• WHAT YOU ARE ASKED TO DO
Within the listing that follows, state how many lines include the word "operator"; write only that number.

=== RECORD EXTRACTS ===

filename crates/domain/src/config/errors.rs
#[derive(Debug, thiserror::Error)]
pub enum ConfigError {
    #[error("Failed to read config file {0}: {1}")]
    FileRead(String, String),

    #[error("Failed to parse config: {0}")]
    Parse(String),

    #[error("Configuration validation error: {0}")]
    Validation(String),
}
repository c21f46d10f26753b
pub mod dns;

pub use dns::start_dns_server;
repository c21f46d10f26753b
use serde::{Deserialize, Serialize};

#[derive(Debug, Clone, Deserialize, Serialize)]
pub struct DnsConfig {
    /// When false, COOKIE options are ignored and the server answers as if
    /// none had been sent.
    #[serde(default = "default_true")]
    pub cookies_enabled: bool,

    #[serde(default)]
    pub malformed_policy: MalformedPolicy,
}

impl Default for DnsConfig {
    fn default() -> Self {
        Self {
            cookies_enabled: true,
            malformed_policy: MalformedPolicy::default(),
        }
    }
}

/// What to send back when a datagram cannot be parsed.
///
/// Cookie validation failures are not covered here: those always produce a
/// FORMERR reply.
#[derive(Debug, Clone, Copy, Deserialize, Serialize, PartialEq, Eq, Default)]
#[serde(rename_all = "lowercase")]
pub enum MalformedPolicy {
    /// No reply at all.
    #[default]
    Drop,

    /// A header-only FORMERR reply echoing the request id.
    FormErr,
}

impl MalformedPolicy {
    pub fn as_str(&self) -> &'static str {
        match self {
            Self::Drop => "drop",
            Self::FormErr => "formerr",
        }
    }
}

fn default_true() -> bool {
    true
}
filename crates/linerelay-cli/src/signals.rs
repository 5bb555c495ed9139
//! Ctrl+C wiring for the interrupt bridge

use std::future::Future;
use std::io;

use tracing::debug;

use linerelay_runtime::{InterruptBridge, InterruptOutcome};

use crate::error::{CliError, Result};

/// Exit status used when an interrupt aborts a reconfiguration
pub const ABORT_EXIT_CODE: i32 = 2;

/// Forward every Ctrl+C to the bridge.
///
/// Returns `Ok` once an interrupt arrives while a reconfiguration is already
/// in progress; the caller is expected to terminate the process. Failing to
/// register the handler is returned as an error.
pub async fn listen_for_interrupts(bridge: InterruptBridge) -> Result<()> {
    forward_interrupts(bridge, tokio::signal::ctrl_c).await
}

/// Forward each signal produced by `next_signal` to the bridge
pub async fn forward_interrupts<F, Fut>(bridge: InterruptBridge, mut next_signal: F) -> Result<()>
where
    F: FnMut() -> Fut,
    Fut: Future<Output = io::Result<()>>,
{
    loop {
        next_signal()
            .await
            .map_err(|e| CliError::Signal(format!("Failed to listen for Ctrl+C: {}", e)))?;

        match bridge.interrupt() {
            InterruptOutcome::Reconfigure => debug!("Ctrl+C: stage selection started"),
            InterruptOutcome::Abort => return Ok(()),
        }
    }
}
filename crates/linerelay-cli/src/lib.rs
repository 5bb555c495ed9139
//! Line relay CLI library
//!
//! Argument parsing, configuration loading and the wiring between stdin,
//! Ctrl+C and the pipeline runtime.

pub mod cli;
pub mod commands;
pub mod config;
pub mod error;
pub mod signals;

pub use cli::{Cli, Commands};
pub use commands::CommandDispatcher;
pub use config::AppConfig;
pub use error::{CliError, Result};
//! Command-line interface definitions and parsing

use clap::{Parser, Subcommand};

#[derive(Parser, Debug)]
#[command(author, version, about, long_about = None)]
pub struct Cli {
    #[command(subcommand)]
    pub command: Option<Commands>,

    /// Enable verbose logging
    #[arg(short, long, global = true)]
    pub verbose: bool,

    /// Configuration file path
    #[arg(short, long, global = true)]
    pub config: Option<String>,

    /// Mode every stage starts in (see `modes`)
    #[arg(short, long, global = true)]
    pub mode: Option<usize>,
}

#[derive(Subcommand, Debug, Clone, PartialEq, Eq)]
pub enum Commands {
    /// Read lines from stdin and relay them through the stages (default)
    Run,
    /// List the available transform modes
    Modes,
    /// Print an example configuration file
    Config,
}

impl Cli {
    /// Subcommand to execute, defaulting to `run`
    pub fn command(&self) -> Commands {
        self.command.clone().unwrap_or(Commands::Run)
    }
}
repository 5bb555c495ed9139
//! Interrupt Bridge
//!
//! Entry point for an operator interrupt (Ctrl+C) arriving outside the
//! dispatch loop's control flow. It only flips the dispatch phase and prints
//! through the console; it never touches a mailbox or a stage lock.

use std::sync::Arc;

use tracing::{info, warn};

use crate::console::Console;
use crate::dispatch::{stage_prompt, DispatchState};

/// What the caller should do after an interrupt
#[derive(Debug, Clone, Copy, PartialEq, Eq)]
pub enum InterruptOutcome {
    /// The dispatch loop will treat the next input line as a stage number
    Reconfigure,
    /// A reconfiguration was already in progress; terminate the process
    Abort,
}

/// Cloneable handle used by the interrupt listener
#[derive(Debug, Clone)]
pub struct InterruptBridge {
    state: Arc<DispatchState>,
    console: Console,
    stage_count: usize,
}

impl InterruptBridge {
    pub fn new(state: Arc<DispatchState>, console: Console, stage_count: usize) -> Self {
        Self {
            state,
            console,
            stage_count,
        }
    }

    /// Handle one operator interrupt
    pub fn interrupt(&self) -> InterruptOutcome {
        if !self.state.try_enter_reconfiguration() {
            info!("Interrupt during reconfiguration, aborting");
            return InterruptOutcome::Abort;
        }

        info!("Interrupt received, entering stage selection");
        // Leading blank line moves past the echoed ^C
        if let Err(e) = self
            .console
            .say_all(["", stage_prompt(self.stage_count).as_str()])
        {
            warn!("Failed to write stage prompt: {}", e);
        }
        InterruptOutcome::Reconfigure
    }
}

===

• WRITTEN REPLY
2